430. Simonton, D. K. (2012p). Scientific creativity as blind variation: Explicit and implicit procedures, mechanisms, and processes. In R. Proctor & E. J. Capaldi (Eds.), Psychology of science: Implicit and explicit processes (pp. 363-388). New York: Oxford University Press.
431. Simonton, D. K. (2012q). Taking the US Patent Office creativity criteria seriously: A quantitative three-criterion definition and its implications. Creativity Research Journal, 24, 97-106.
Although creativity has recently attracted considerable theoretical and empirical research, researchers have yet to reach a consensus on how best to define the phenomenon. To help establish a consensus, a definition is proposed that is based on the three criteria used by the United States Patent Office to evaluate applications for patent protection. The modified version uses the criteria of novelty, utility, and surprise. Moreover, creativity assessments based on these three criteria are quantitative and multiplicative rather than qualitative or additive. This three-criterion definition then leads to four implications regarding (a) the limitations to domain-specific expertise, (b) the varieties of comparable creativities, (c) the contrast between subjective and objective evaluations, and (d) the place of blind variation and selective retention in the creative process. These implications prove that adding the third criterion has critical consequences for understanding the phenomenon. Creativity is not only treated with superior sophistication, but also paradoxes that appear using the most common two-criterion definition readily disappear when the third criterion is included in the analysis. Hence, the conceptual differences between two- and three-criterion definitions are not trivial.
432. Simonton, D. K. (2012r). Teaching creativity: Current findings, trends, and controversies in the psychology of creativity. Teaching of Psychology, 39, 203-208.

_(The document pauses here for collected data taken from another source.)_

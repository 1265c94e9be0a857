//! edge-workers CLI entry point.
//!
//! Loads the configuration, restores the workers that were running when the
//! process last stopped, and serves them over HTTP.

use std::net::SocketAddr;
use std::path::PathBuf;
use std::sync::Arc;

use anyhow::Context;
use clap::{Parser, ValueEnum};
use tracing::{info, warn};
use tracing_subscriber::{layer::SubscriberExt, util::SubscriberInitExt};

use edge_workers_common::ConfigFile;
use edge_workers_core::{FileStore, WorkerManager};
use edge_workers_host::StandardHost;
use edge_workers_server::{AdminRouterConfig, AppState, EdgeServer, ServerConfig};

#[derive(Debug, Clone, Copy, ValueEnum)]
enum LogFormat {
    Text,
    Json,
}

/// Local emulator for edge worker scripts.
#[derive(Debug, Parser)]
#[command(version, about)]
struct Cli {
    /// Path to a TOML configuration file.
    #[arg(short, long, env = "EDGE_WORKERS_CONFIG")]
    config: Option<PathBuf>,

    /// Address to listen on; overrides `server.bind_addr`.
    #[arg(short, long, env = "BIND_ADDR")]
    bind: Option<SocketAddr>,

    /// Directory holding worker definitions; overrides `storage.workers_dir`.
    #[arg(long, env = "EDGE_WORKERS_DIR")]
    workers_dir: Option<PathBuf>,

    /// Log output format.
    #[arg(long, value_enum, default_value = "text", env = "EDGE_WORKERS_LOG_FORMAT")]
    log_format: LogFormat,
}

fn init_tracing(format: LogFormat) {
    let filter = tracing_subscriber::EnvFilter::try_from_default_env()
        .unwrap_or_else(|_| "info,edge_workers=debug".into());
    let registry = tracing_subscriber::registry().with(filter);
    match format {
        LogFormat::Text => registry.with(tracing_subscriber::fmt::layer()).init(),
        LogFormat::Json => registry.with(tracing_subscriber::fmt::layer().json()).init(),
    }
}

#[tokio::main]
async fn main() -> anyhow::Result<()> {
    let cli = Cli::parse();
    init_tracing(cli.log_format);

    info!("Starting edge-workers");

    let mut file = match &cli.config {
        Some(path) => ConfigFile::from_file(path)
            .with_context(|| format!("Failed to load config from {}", path.display()))?,
        None => ConfigFile::default(),
    };
    if let Some(dir) = cli.workers_dir {
        file.storage.workers_dir = dir;
    }

    let bind_addr = match cli.bind {
        Some(addr) => addr,
        None => file.server.bind_addr.parse().with_context(|| {
            format!(
                "Invalid bind_addr '{}'. Expected format: 'host:port' (e.g., '0.0.0.0:3000')",
                file.server.bind_addr
            )
        })?,
    };

    let mut runtime_config = file.runtime.clone();
    runtime_config.routing.reserved_prefixes = file.reserved_prefixes();

    info!(
        bind_addr = %bind_addr,
        workers_dir = %file.storage.workers_dir.display(),
        autostart_file = %file.storage.autostart_file.display(),
        timeout_ms = runtime_config.sandbox.timeout_ms,
        "Configuration loaded"
    );

    let store = Arc::new(FileStore::new(
        file.storage.workers_dir.clone(),
        file.storage.autostart_file.clone(),
    ));
    let host = StandardHost::new(&runtime_config.outbound).context("Failed to build outbound HTTP client")?;
    let manager = Arc::new(WorkerManager::new(
        &runtime_config,
        store.clone(),
        store,
        Arc::new(host),
    ));

    match manager.autostart().await {
        Ok(started) => info!(started, "Restored running workers"),
        Err(e) => warn!(error = %e, "Could not read the running set; starting with no workers"),
    }

    let mut server_config = ServerConfig {
        bind_addr,
        request_timeout_secs: file.server.request_timeout_secs,
        graceful_shutdown: file.server.graceful_shutdown,
        shutdown_grace_secs: file.server.shutdown_grace_secs,
        admin: None,
    };
    if file.admin.enabled {
        if !file.admin.is_protected() {
            warn!("Admin API is enabled without a token");
        }
        server_config = server_config.with_admin(AdminRouterConfig {
            prefix: file.admin.prefix.clone(),
            token: file.admin.token.clone(),
        });
    }

    let state = AppState::new(manager).with_max_body_bytes(file.server.max_body_bytes);
    let server = EdgeServer::new(state, server_config);

    info!("Server initialized. Available endpoints:");
    info!("  GET  /health                       - Health check");
    info!("  GET  /ready                        - Readiness check");
    if file.admin.enabled {
        let prefix = &file.admin.prefix;
        info!("  GET  {prefix}/workers                 - List workers");
        info!("  POST {prefix}/workers/:id/start       - Start a worker");
        info!("  POST {prefix}/workers/:id/stop        - Stop a worker");
        info!("  GET  {prefix}/workers/:id/logs        - Worker logs");
    }
    info!("  ANY  /<route>/...                  - Dispatch to a running worker");

    server.run().await?;

    Ok(())
}
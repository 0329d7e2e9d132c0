//! Static currency metadata.

/// Display names keyed by ISO code, sorted by code.
const CURRENCY_NAMES: &[(&str, &str)] = &[
    ("AED", "UAE Dirham"),
    ("ARS", "Argentine Peso"),
    ("AUD", "Australian Dollar"),
    ("BDT", "Bangladeshi Taka"),
    ("BRL", "Brazilian Real"),
    ("CAD", "Canadian Dollar"),
    ("CHF", "Swiss Franc"),
    ("CLP", "Chilean Peso"),
    ("CNY", "Chinese Yuan"),
    ("COP", "Colombian Peso"),
    ("CZK", "Czech Koruna"),
    ("DKK", "Danish Krone"),
    ("EGP", "Egyptian Pound"),
    ("EUR", "Euro"),
    ("GBP", "British Pound"),
    ("HKD", "Hong Kong Dollar"),
    ("HUF", "Hungarian Forint"),
    ("IDR", "Indonesian Rupiah"),
    ("ILS", "Israeli New Shekel"),
    ("INR", "Indian Rupee"),
    ("JPY", "Japanese Yen"),
    ("KES", "Kenyan Shilling"),
    ("KRW", "South Korean Won"),
    ("KWD", "Kuwaiti Dinar"),
    ("LKR", "Sri Lankan Rupee"),
    ("MXN", "Mexican Peso"),
    ("MYR", "Malaysian Ringgit"),
    ("NGN", "Nigerian Naira"),
    ("NOK", "Norwegian Krone"),
    ("NPR", "Nepalese Rupee"),
    ("NZD", "New Zealand Dollar"),
    ("PHP", "Philippine Peso"),
    ("PKR", "Pakistani Rupee"),
    ("PLN", "Polish Zloty"),
    ("QAR", "Qatari Riyal"),
    ("RUB", "Russian Ruble"),
    ("SAR", "Saudi Riyal"),
    ("SEK", "Swedish Krona"),
    ("SGD", "Singapore Dollar"),
    ("THB", "Thai Baht"),
    ("TRY", "Turkish Lira"),
    ("TWD", "New Taiwan Dollar"),
    ("UAH", "Ukrainian Hryvnia"),
    ("USD", "US Dollar"),
    ("VND", "Vietnamese Dong"),
    ("XAG", "Silver (troy ounce)"),
    ("XAU", "Gold (troy ounce)"),
    ("ZAR", "South African Rand"),
];

/// Human readable name for `code`, or an empty string for unknown codes.
pub fn display_name(code: &str) -> &'static str {
    CURRENCY_NAMES
        .binary_search_by(|(c, _)| (*c).cmp(code))
        .map(|i| CURRENCY_NAMES[i].1)
        .unwrap_or("")
}

/// Every code with a known display name, in ascending order.
pub fn known_codes() -> Vec<String> {
    CURRENCY_NAMES.iter().map(|(code, _)| code.to_string()).collect()
}

/// True for 3-4 letter uppercase ASCII codes.
pub fn is_valid_code(code: &str) -> bool {
    (3..=4).contains(&code.len()) && code.bytes().all(|b| b.is_ascii_uppercase())
}

/// Trims and uppercases user input into a currency code.
pub fn normalize_code(code: &str) -> String {
    code.trim().to_ascii_uppercase()
}

#[cfg(test)]
mod tests {
    use super::*;

    #[test]
    fn test_names_are_sorted_for_lookup() {
        assert!(CURRENCY_NAMES.windows(2).all(|w| w[0].0 < w[1].0));
    }

    #[test]
    fn test_display_name() {
        assert_eq!(display_name("INR"), "Indian Rupee");
        assert_eq!(display_name("XAU"), "Gold (troy ounce)");
        assert_eq!(display_name("ZZZ"), "");
    }

    #[test]
    fn test_known_codes_have_names() {
        let codes = known_codes();
        assert_eq!(codes.len(), CURRENCY_NAMES.len());
        assert!(codes.iter().all(|c| !display_name(c).is_empty()));
    }

    #[test]
    fn test_code_validation() {
        assert!(is_valid_code("USD"));
        assert!(is_valid_code("USDT"));
        assert!(!is_valid_code("usd"));
        assert!(!is_valid_code("US"));
        assert!(!is_valid_code("EURO1"));
        assert_eq!(normalize_code(" eur "), "EUR");
    }
}
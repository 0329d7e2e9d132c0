pub mod cli;
pub mod core;
pub mod providers;
pub mod store;

use crate::core::cache::KeyValueStore;
use crate::core::config::AppConfig;
use crate::core::connectivity::ConnectivityMonitor;
use crate::core::favorites::FavoritesRegistry;
use crate::core::metals::Metal;
use crate::core::rate_manager::RateCacheManager;
use crate::core::rates::RateProvider;
use crate::providers::OpenErApiProvider;
use anyhow::Result;
use std::sync::Arc;
use std::time::Duration;
use tracing::{debug, info};

pub enum AppCommand {
    Convert {
        amount: f64,
        from: Option<String>,
        to: Option<String>,
        swap: bool,
    },
    Rates {
        base: Option<String>,
        query: Option<String>,
    },
    Metal {
        metal: Metal,
        query: Option<String>,
        grams: bool,
    },
    Pick {
        query: Option<String>,
    },
    Favorites(FavoritesAction),
    Watch {
        base: Option<String>,
    },
}

pub enum FavoritesAction {
    List,
    Toggle(String),
}

/// Shared services for one invocation.
pub struct AppContext {
    pub config: AppConfig,
    pub store: Arc<dyn KeyValueStore>,
    pub connectivity: Arc<ConnectivityMonitor>,
    pub manager: Arc<RateCacheManager>,
}

impl AppContext {
    /// Wires the store, exchange provider, connectivity monitor and rate
    /// manager from `config`. `offline` forces offline mode on top of the
    /// configured value.
    pub fn new(config: AppConfig, offline: bool) -> Result<Self> {
        let exchange = &config.providers.exchange;
        let provider = OpenErApiProvider::new(
            &exchange.base_url,
            Duration::from_secs(exchange.timeout_secs),
        )?;
        Ok(Self::with_provider(config, Arc::new(provider), offline))
    }

    pub fn with_provider(
        config: AppConfig,
        provider: Arc<dyn RateProvider>,
        offline: bool,
    ) -> Self {
        let store = store::open_store(&config);
        let connectivity = Arc::new(ConnectivityMonitor::new(offline || config.offline));
        let manager = Arc::new(RateCacheManager::new(
            provider,
            Arc::clone(&store),
            connectivity.subscribe(),
        ));
        AppContext {
            config,
            store,
            connectivity,
            manager,
        }
    }

    pub fn favorites(&self) -> Result<FavoritesRegistry> {
        FavoritesRegistry::load(Arc::clone(&self.store), &self.config.favorites)
    }
}

pub async fn run_command(
    command: AppCommand,
    config_path: Option<&str>,
    offline: bool,
) -> Result<()> {
    info!("xcur starting...");

    let config = match config_path {
        Some(path) => AppConfig::load_from_path(path)?,
        None => AppConfig::load()?,
    };
    debug!("Loaded config: {config:#?}");

    let ctx = AppContext::new(config, offline)?;

    match command {
        AppCommand::Convert {
            amount,
            from,
            to,
            swap,
        } => cli::convert::run(&ctx, amount, from.as_deref(), to.as_deref(), swap).await,
        AppCommand::Rates { base, query } => {
            cli::rates::run(&ctx, base.as_deref(), query.as_deref()).await
        }
        AppCommand::Metal {
            metal,
            query,
            grams,
        } => cli::metals::run(&ctx, metal, query.as_deref(), grams).await,
        AppCommand::Pick { query } => cli::picker::run(&ctx, query.as_deref()).await,
        AppCommand::Favorites(action) => cli::favorites::run(&ctx, action),
        AppCommand::Watch { base } => cli::watch::run(&ctx, base.as_deref()).await,
    }
}
use std::future::Future;
use std::time::Duration;
use tracing::debug;

/// Connection and timeout failures are worth another attempt; anything the
/// server actually answered is not.
fn is_transient(err: &reqwest::Error) -> bool {
    err.is_connect() || err.is_timeout()
}

/// Retries an async request on transient transport errors
///
/// # Parameters
/// - `operation`: Closure returning a future
/// - `retries`: Number of retry attempts (total runs = 1 initial + retries)
/// - `delay_ms`: Milliseconds between retry attempts
///
/// # Returns
/// Either the successful result or the last error
pub async fn with_retry<F, Fut, T>(
    mut operation: F,
    retries: usize,
    delay_ms: u64,
) -> Result<T, reqwest::Error>
where
    F: FnMut() -> Fut,
    Fut: Future<Output = Result<T, reqwest::Error>>,
{
    let mut attempt = 1;
    loop {
        match operation().await {
            Ok(val) => return Ok(val),
            Err(err) => {
                if attempt > retries || !is_transient(&err) {
                    return Err(err);
                }
                debug!(
                    "Attempt {}/{} failed: {}. Retrying...",
                    attempt, retries, err
                );
                attempt += 1;
                tokio::time::sleep(Duration::from_millis(delay_ms)).await;
            }
        }
    }
}
use crate::core::config::AppConfig;
use anyhow::{Context, Result};
use std::path::Path;

/// Creates a default configuration file with example content at the default location
pub fn setup() -> Result<()> {
    let path = AppConfig::default_config_path()?;
    setup_at_path(path)
}

/// Creates a default configuration file with example content at the specified path
pub fn setup_at_path<P: AsRef<Path>>(path: P) -> Result<()> {
    let path = path.as_ref();

    if path.exists() {
        anyhow::bail!("Configuration file already exists at {}", path.display());
    }

    if let Some(parent) = path.parent() {
        std::fs::create_dir_all(parent)
            .with_context(|| format!("Failed to create directory: {}", parent.display()))?;
    }

    let default_config = include_str!("../../docs/example_config.yaml");

    std::fs::write(path, default_config)
        .with_context(|| format!("Failed to write config file to {}", path.display()))?;

    tracing::info!("Created default configuration at {}", path.display());
    Ok(())
}
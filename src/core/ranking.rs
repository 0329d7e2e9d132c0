//! Currency picker ranking and keyboard navigation.
//!
//! [`rank`] and [`divider_index`] are pure functions of their inputs.
//! [`PickerSession`] owns the transient query and active index of one
//! open picker.

use crate::core::currency;
use std::sync::Arc;
use tracing::debug;

/// True if `query_lower` is a substring of `code` or `name`, ignoring case.
fn matches(code: &str, name: &str, query_lower: &str) -> bool {
    code.to_lowercase().contains(query_lower) || name.to_lowercase().contains(query_lower)
}

/// Filters and orders `candidates` for display.
///
/// With an empty query every candidate is kept, favorites first, each group
/// sorted by code. With a query, candidates whose code or display name
/// contains it (case-insensitive) are kept in their original order.
pub fn rank<F, N, S>(
    candidates: &[String],
    query: &str,
    is_favorite: F,
    display_name: N,
) -> Vec<String>
where
    F: Fn(&str) -> bool,
    N: Fn(&str) -> S,
    S: AsRef<str>,
{
    if query.is_empty() {
        let mut ranked = candidates.to_vec();
        ranked.sort_by(|a, b| {
            (!is_favorite(a))
                .cmp(&!is_favorite(b))
                .then_with(|| a.cmp(b))
        });
        return ranked;
    }

    let query_lower = query.to_lowercase();
    candidates
        .iter()
        .filter(|code| matches(code, display_name(code).as_ref(), &query_lower))
        .cloned()
        .collect()
}

/// Position of the first non-favorite that directly follows a favorite in an
/// unfiltered list. Filtered lists never get a divider.
pub fn divider_index<F>(ranked: &[String], query: &str, is_favorite: F) -> Option<usize>
where
    F: Fn(&str) -> bool,
{
    if !query.is_empty() {
        return None;
    }
    ranked
        .windows(2)
        .position(|pair| is_favorite(&pair[0]) && !is_favorite(&pair[1]))
        .map(|i| i + 1)
}

/// Background scroll control while a picker is open.
pub trait ScrollLock: Send + Sync {
    fn lock(&self);
    fn unlock(&self);
}

/// Holds the scroll lock until dropped.
pub struct ScrollGuard {
    lock: Arc<dyn ScrollLock>,
}

impl ScrollGuard {
    pub fn acquire(lock: Arc<dyn ScrollLock>) -> Self {
        lock.lock();
        Self { lock }
    }
}

impl Drop for ScrollGuard {
    fn drop(&mut self) {
        self.lock.unlock();
    }
}

/// No-op lock for front ends without a scrollable background.
pub struct NoScrollLock;

impl ScrollLock for NoScrollLock {
    fn lock(&self) {}
    fn unlock(&self) {}
}

#[derive(Debug, Clone, Copy, PartialEq, Eq)]
pub enum PickerKey {
    Next,
    Prev,
    Confirm,
    Cancel,
}

#[derive(Debug, Clone, PartialEq, Eq)]
pub enum PickerOutcome {
    /// The picker stays open (or the key was ignored).
    Pending,
    Selected(String),
    Cancelled,
}

/// A row of the ranked list, ready for rendering.
#[derive(Debug, Clone, PartialEq, Eq)]
pub struct PickerEntry {
    pub code: String,
    pub name: &'static str,
    pub is_favorite: bool,
    pub is_active: bool,
    pub divider_before: bool,
}

pub struct PickerSession {
    candidates: Vec<String>,
    query: String,
    active_index: usize,
    ranked: Vec<String>,
    favorites: Vec<String>,
    scroll_lock: Arc<dyn ScrollLock>,
    guard: Option<ScrollGuard>,
}

impl PickerSession {
    pub fn new(candidates: Vec<String>, scroll_lock: Arc<dyn ScrollLock>) -> Self {
        Self {
            candidates,
            query: String::new(),
            active_index: 0,
            ranked: Vec::new(),
            favorites: Vec::new(),
            scroll_lock,
            guard: None,
        }
    }

    /// Opens the picker with a fresh query, locking background scroll.
    pub fn open(&mut self, favorites: &[String]) {
        self.favorites = favorites.to_vec();
        self.query.clear();
        self.active_index = 0;
        self.rerank();
        if self.guard.is_none() {
            self.guard = Some(ScrollGuard::acquire(Arc::clone(&self.scroll_lock)));
        }
        debug!(count = self.ranked.len(), "Picker opened");
    }

    pub fn close(&mut self) {
        if self.guard.take().is_some() {
            debug!("Picker closed");
        }
    }

    pub fn is_open(&self) -> bool {
        self.guard.is_some()
    }

    pub fn query(&self) -> &str {
        &self.query
    }

    pub fn active_index(&self) -> usize {
        self.active_index
    }

    pub fn ranked(&self) -> &[String] {
        &self.ranked
    }

    pub fn active(&self) -> Option<&str> {
        self.ranked.get(self.active_index).map(String::as_str)
    }

    pub fn set_query(&mut self, query: &str) {
        self.query = query.to_string();
        self.active_index = 0;
        self.rerank();
    }

    /// Re-ranks after favorites changed, keeping the active index in range.
    pub fn set_favorites(&mut self, favorites: &[String]) {
        self.favorites = favorites.to_vec();
        self.rerank();
        if self.active_index >= self.ranked.len() {
            self.active_index = 0;
        }
    }

    /// Points at the entry at `index`. Out-of-range positions are ignored.
    pub fn hover(&mut self, index: usize) {
        if self.is_open() && index < self.ranked.len() {
            self.active_index = index;
        }
    }

    /// Commits the entry at `index`, as a pointer click would.
    pub fn select(&mut self, index: usize) -> PickerOutcome {
        self.hover(index);
        if self.is_open() && index < self.ranked.len() {
            return self.handle(PickerKey::Confirm);
        }
        PickerOutcome::Pending
    }

    /// Applies a navigation key. Keys are ignored while the picker is closed.
    pub fn handle(&mut self, key: PickerKey) -> PickerOutcome {
        if !self.is_open() {
            return PickerOutcome::Pending;
        }
        let len = self.ranked.len();
        match key {
            PickerKey::Next => {
                if len > 0 {
                    self.active_index = (self.active_index + 1) % len;
                }
                PickerOutcome::Pending
            }
            PickerKey::Prev => {
                if len > 0 {
                    self.active_index = (self.active_index + len - 1) % len;
                }
                PickerOutcome::Pending
            }
            PickerKey::Confirm => match self.ranked.get(self.active_index).cloned() {
                Some(code) => {
                    self.close();
                    PickerOutcome::Selected(code)
                }
                None => PickerOutcome::Pending,
            },
            PickerKey::Cancel => {
                self.close();
                PickerOutcome::Cancelled
            }
        }
    }

    pub fn entries(&self) -> Vec<PickerEntry> {
        let divider = divider_index(&self.ranked, &self.query, |c| self.is_favorite(c));
        self.ranked
            .iter()
            .enumerate()
            .map(|(i, code)| PickerEntry {
                code: code.clone(),
                name: currency::display_name(code),
                is_favorite: self.is_favorite(code),
                is_active: i == self.active_index,
                divider_before: divider == Some(i),
            })
            .collect()
    }

    fn is_favorite(&self, code: &str) -> bool {
        self.favorites.iter().any(|f| f == code)
    }

    fn rerank(&mut self) {
        self.ranked = rank(
            &self.candidates,
            &self.query,
            |c| self.is_favorite(c),
            currency::display_name,
        );
    }
}
pub mod convert;
pub mod favorites;
pub mod metals;
pub mod picker;
pub mod rates;
pub mod setup;
pub mod ui;
pub mod watch;
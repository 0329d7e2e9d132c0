use super::ui::{self, StyleType};
use crate::core::currency::{display_name, is_valid_code, normalize_code};
use crate::{AppContext, FavoritesAction};
use anyhow::{Result, bail};
use comfy_table::Cell;

pub fn run(ctx: &AppContext, action: FavoritesAction) -> Result<()> {
    let mut favorites = ctx.favorites()?;

    match action {
        FavoritesAction::List => {
            if favorites.favorites().is_empty() {
                println!("{}", ui::style_text("No favorites yet", StyleType::Subtle));
                return Ok(());
            }
            let mut codes = favorites.favorites().to_vec();
            codes.sort();

            let mut table = ui::new_styled_table();
            table.set_header(vec![ui::header_cell("Code"), ui::header_cell("Name")]);
            for code in &codes {
                table.add_row(vec![Cell::new(code), Cell::new(display_name(code))]);
            }
            println!("{table}");
        }
        FavoritesAction::Toggle(code) => {
            let code = normalize_code(&code);
            if !is_valid_code(&code) {
                bail!("Invalid currency code: {code}");
            }
            let message = if favorites.toggle_favorite(&code)? {
                format!("Added {code} to favorites")
            } else {
                format!("Removed {code} from favorites")
            };
            println!("{}", ui::style_text(&message, StyleType::TotalLabel));
        }
    }
    Ok(())
}
use super::ui::{self, StyleType};
use crate::AppContext;
use crate::core::currency::known_codes;
use crate::core::ranking::{PickerEntry, PickerKey, PickerOutcome, PickerSession, ScrollLock};
use anyhow::Result;
use console::{Key, Term, style};
use std::sync::Arc;
use tracing::debug;

const VISIBLE_ROWS: usize = 10;
const FAVORITE_KEY: char = '*';

/// Hides the cursor while the picker owns the terminal.
pub struct TerminalScrollLock {
    term: Term,
}

impl TerminalScrollLock {
    pub fn new(term: Term) -> Self {
        Self { term }
    }
}

impl ScrollLock for TerminalScrollLock {
    fn lock(&self) {
        let _ = self.term.hide_cursor();
    }

    fn unlock(&self) {
        let _ = self.term.show_cursor();
    }
}

/// Maps a terminal key to a navigation key.
pub fn navigation_key(key: &Key) -> Option<PickerKey> {
    match key {
        Key::ArrowDown | Key::Tab => Some(PickerKey::Next),
        Key::ArrowUp | Key::BackTab => Some(PickerKey::Prev),
        Key::Enter => Some(PickerKey::Confirm),
        Key::Escape => Some(PickerKey::Cancel),
        _ => None,
    }
}

/// First row of the visible window so the active entry stays in view.
fn window_start(active: usize, len: usize, rows: usize) -> usize {
    if len <= rows || active < rows {
        return 0;
    }
    (active + 1 - rows).min(len - rows)
}

fn entry_line(entry: &PickerEntry) -> String {
    let star = if entry.is_favorite { "★" } else { " " };
    let text = format!("{star} {}  {}", entry.code, entry.name);
    if entry.is_active {
        format!("{} {}", style(">").cyan().bold(), style(text).bold())
    } else {
        format!("  {text}")
    }
}

/// Renders the query prompt and the visible part of the ranked list.
pub fn render_lines(session: &PickerSession, rows: usize) -> Vec<String> {
    let mut lines = vec![format!(
        "{} {}",
        ui::style_text("Search:", StyleType::TotalLabel),
        session.query()
    )];

    let entries = session.entries();
    if entries.is_empty() {
        lines.push(ui::style_text("  No matching currencies", StyleType::Subtle));
    }

    let start = window_start(session.active_index(), entries.len(), rows);
    for entry in entries.iter().skip(start).take(rows) {
        if entry.divider_before {
            lines.push(ui::style_text("  ────────", StyleType::Subtle));
        }
        lines.push(entry_line(entry));
    }

    lines.push(ui::style_text(
        &format!("↑/↓ move  enter select  {FAVORITE_KEY} favorite  esc cancel"),
        StyleType::Subtle,
    ));
    lines
}

/// Interactive currency picker. Prints the chosen code on selection.
pub async fn run(ctx: &AppContext, query: Option<&str>) -> Result<()> {
    let snapshot = ctx.manager.get_rates(&ctx.config.base_currency).await;
    let candidates = if snapshot.has_data() {
        snapshot.rates.codes()
    } else {
        known_codes()
    };
    let mut favorites = ctx.favorites()?;

    let term = Term::stdout();
    let mut session = PickerSession::new(
        candidates,
        Arc::new(TerminalScrollLock::new(term.clone())),
    );
    session.open(favorites.favorites());
    if let Some(query) = query {
        session.set_query(query);
    }

    let mut drawn = 0;
    let outcome = loop {
        let lines = render_lines(&session, VISIBLE_ROWS);
        if drawn > 0 {
            term.clear_last_lines(drawn)?;
        }
        for line in &lines {
            term.write_line(line)?;
        }
        drawn = lines.len();

        let key = term.read_key()?;
        let outcome = match (navigation_key(&key), key) {
            (Some(nav), _) => session.handle(nav),
            (None, Key::Char(FAVORITE_KEY)) => {
                if let Some(code) = session.active().map(str::to_string) {
                    favorites.toggle_favorite(&code)?;
                    session.set_favorites(favorites.favorites());
                }
                PickerOutcome::Pending
            }
            (None, Key::Backspace) => {
                let mut query = session.query().to_string();
                query.pop();
                session.set_query(&query);
                PickerOutcome::Pending
            }
            (None, Key::Char(c)) if !c.is_control() => {
                let query = format!("{}{}", session.query(), c);
                session.set_query(&query);
                PickerOutcome::Pending
            }
            _ => PickerOutcome::Pending,
        };

        if outcome != PickerOutcome::Pending {
            break outcome;
        }
    };

    term.clear_last_lines(drawn)?;
    match outcome {
        PickerOutcome::Selected(code) => {
            debug!(code = %code, "Currency picked");
            println!("{code}");
        }
        _ => debug!("Picker cancelled"),
    }
    Ok(())
}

In the past decade, the psychological study of creativity has accelerated greatly. To facilitate the teaching of creativity, I provide an overview of the recent literature. The overview begins by discussing recent empirical results and research trends. This discussion specifically treats creativity’s cognitive, differential, developmental, and social aspects. Then I outline the central controversies. These debates concern the nature of creative thought (domain-specific versus generic processes), creative development (nature versus nurture), and creative persons (psychopathology versus mental health). The article closes by asking not just how to teach creativity, but also how to teach creativity creatively.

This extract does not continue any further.